Now an adult, Li-ling reflects on when she was only 10 years old and her father, Jiang Kai, commits suicide. While he was alive, Li-ling knew her father as a quiet, withdrawn man but after his death discovers that in China, he was a renowned pianist. He leaves her and her mother alone in cold Canada, and, after his death, her mother becomes obsessed with looking through the many documents he left behind. One day, Li-ling’s mother receives a long letter from China. It is from Ling, a family friend and the wife of Kai’s former music teacher, who requests that Li-ling’s mother host her daughter, Ai-ming, who is in Canada and has nowhere to go. Ai-ming is 19, and she was involved in the Tiananmen Square riots in China, which is why she needs to seek political refuge in Canada. Ai-ming stays with Li-ling and her mother for three months, and she and Li-ling become very close. One day, Ai-ming discovers in the pile of documents under the dining table The Book of Records, a piece of writing passed down through her family for generations. Ai-ming begins to read the book to Li-ling. In it, they read the stories of Big Mother Knife and Swirl, two sisters who, during the Chinese Civil War, are young women who make their living by singing and performing in different towns across the countryside. Swirl sings so beautifully that she is wooed by Wen the Dreamer, the youngest child of a wealthy family of landowners in rural China. Wen woos Swirl, in fact, by sending her chapters of The Book of Records, which is a captivating novel about two lovers who lose touch with each other after the Communist Revolution. The book ends in the middle of a chapter, though, and Wen and Swirl finally meet in person when they are both at a bookstore—owned by Ling’s aunt, the Old Cat—looking for the next chapter of The Book of Records. Meanwhile, Big Mother Knife, once the war ends, returns to her husband, Ba Lute, who fought in the Communist resistance and has returned a revolutionary hero. Although she ideologically disagrees with Ba Lute on many things—she doesn’t have as much faith in Communism as he does—Big Mother Knife has three sons with her husband: Sparrow, Da Shan, and Flying Bear. Back in Canada, outside of The Book of Records, it is time for Ai-ming to try to cross over to the United States: there, she has heard that she can get asylum as a Chinese student. Li-ling’s mother makes the drive with Ai-ming one day to the border, and sees Ai-ming onto the bus to San Francisco.
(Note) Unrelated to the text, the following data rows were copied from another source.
//! launchd-backed service controller (macOS).

use std::path::PathBuf;

use async_trait::async_trait;
use tracing::info;

use nebula_core::{Error, Result};

use crate::config::AgentConfig;

use super::{ServiceController, ensure_shared_folder, run_checked};

pub struct LaunchdController {
    config: AgentConfig,
    agent_name: String,
}

impl LaunchdController {
    pub fn new(config: &AgentConfig, agent_name: &str) -> Self {
        Self {
            config: config.clone(),
            agent_name: agent_name.to_string(),
        }
    }

    fn label(&self) -> String {
        format!("com.nebulalink.{}", self.config.service_name())
    }

    fn plist_path(&self) -> PathBuf {
        PathBuf::from("/Library/LaunchDaemons").join(format!("{}.plist", self.label()))
    }

    fn plist_contents(&self) -> Result<String> {
        let exe = std::env::current_exe().map_err(|e| Error::Service {
            message: format!("cannot resolve agent binary path: {}", e),
        })?;
        Ok(format!(
            r#"<?xml version="1.0" encoding="UTF-8"?>
<!DOCTYPE plist PUBLIC "-//Apple//DTD PLIST 1.0//EN" "http://www.apple.com/DTDs/PropertyList-1.0.dtd">
<plist version="1.0">
<dict>
    <key>Label</key>
    <string>{label}</string>
    <key>ProgramArguments</key>
    <array>
        <string>{exe}</string>
        <string>{agent_name}</string>
    </array>
    <key>EnvironmentVariables</key>
    <dict>
        <key>MASTER_URL</key>
        <string>{master_url}</string>
    </dict>
    <key>RunAtLoad</key>
    <true/>
    <key>KeepAlive</key>
    <true/>
</dict>
</plist>
"#,
            label = self.label(),
            exe = exe.display(),
            agent_name = self.agent_name,
            master_url = self.config.master_url(),
        ))
    }
}

#[async_trait]
impl ServiceController for LaunchdController {
    async fn install(&self) -> Result<()> {
        ensure_shared_folder(&self.config)?;

        let path = self.plist_path();
        let contents = self.plist_contents()?;
        if std::fs::read_to_string(&path).map(|c| c == contents).unwrap_or(false) {
            info!(plist = %path.display(), "Service already installed");
            return Ok(());
        }

        std::fs::write(&path, contents).map_err(|e| Error::Service {
            message: format!("cannot write {}: {}", path.display(), e),
        })?;
        run_checked("launchctl", &["load", "-w", &path.to_string_lossy()]).await?;
        info!(plist = %path.display(), "Service installed");
        Ok(())
    }

    async fn uninstall(&self) -> Result<()> {
        let path = self.plist_path();
        let _ = run_checked("launchctl", &["unload", "-w", &path.to_string_lossy()]).await;
        match std::fs::remove_file(&path) {
            Ok(()) => Ok(()),
            Err(e) if e.kind() == std::io::ErrorKind::NotFound => Ok(()),
            Err(e) => Err(Error::Service {
                message: format!("cannot remove plist: {}", e),
            }),
        }
    }

    async fn start(&self) -> Result<()> {
        run_checked("launchctl", &["start", &self.label()]).await
    }

    async fn stop(&self) -> Result<()> {
        run_checked("launchctl", &["stop", &self.label()]).await
    }

    async fn restart(&self) -> Result<()> {
        let _ = self.stop().await;
        self.start().await
    }
}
Back in Vancouver, Li-ling continues reading The Book of Records. She learns that Swirl and Wen the Dreamer suffer greatly under Land Reform: Wen’s family has always been wealthy in his village and, because of this, the people publicly humiliate and execute some member of Wen’s family in the name of Land Reform. Wen and Swirl are sent to live with their young daughter, Zhuli, in a hut on the outskirts of town. Kicked out of the village school, Zhuli spends her days wandering, and one day goes down a trapdoor in her family’s old property. There, she discovers a hidden library full of books and musical instruments. She discovers her love of music. But one day, a neighborhood kid sees her going through the trapdoor, and the other villagers soon discover the hiding place. They punish Wen the Dreamer and Swirl for having hidden stashes of wealth from the village by sending them to re-education camps in the Northwest region of the country. Zhuli, only six years old, is sent to live with her aunt, Big Mother Knife, and her family in Shanghai. There, Zhuli has the opportunity to hone her love for music. She plays violin very well and becomes a student at the Shanghai Conservatory, where Sparrow, her cousin, is a teacher, and He Luting is the program director, infamous for continuing to teach Western composers even though the government deems them counter-revolutionary.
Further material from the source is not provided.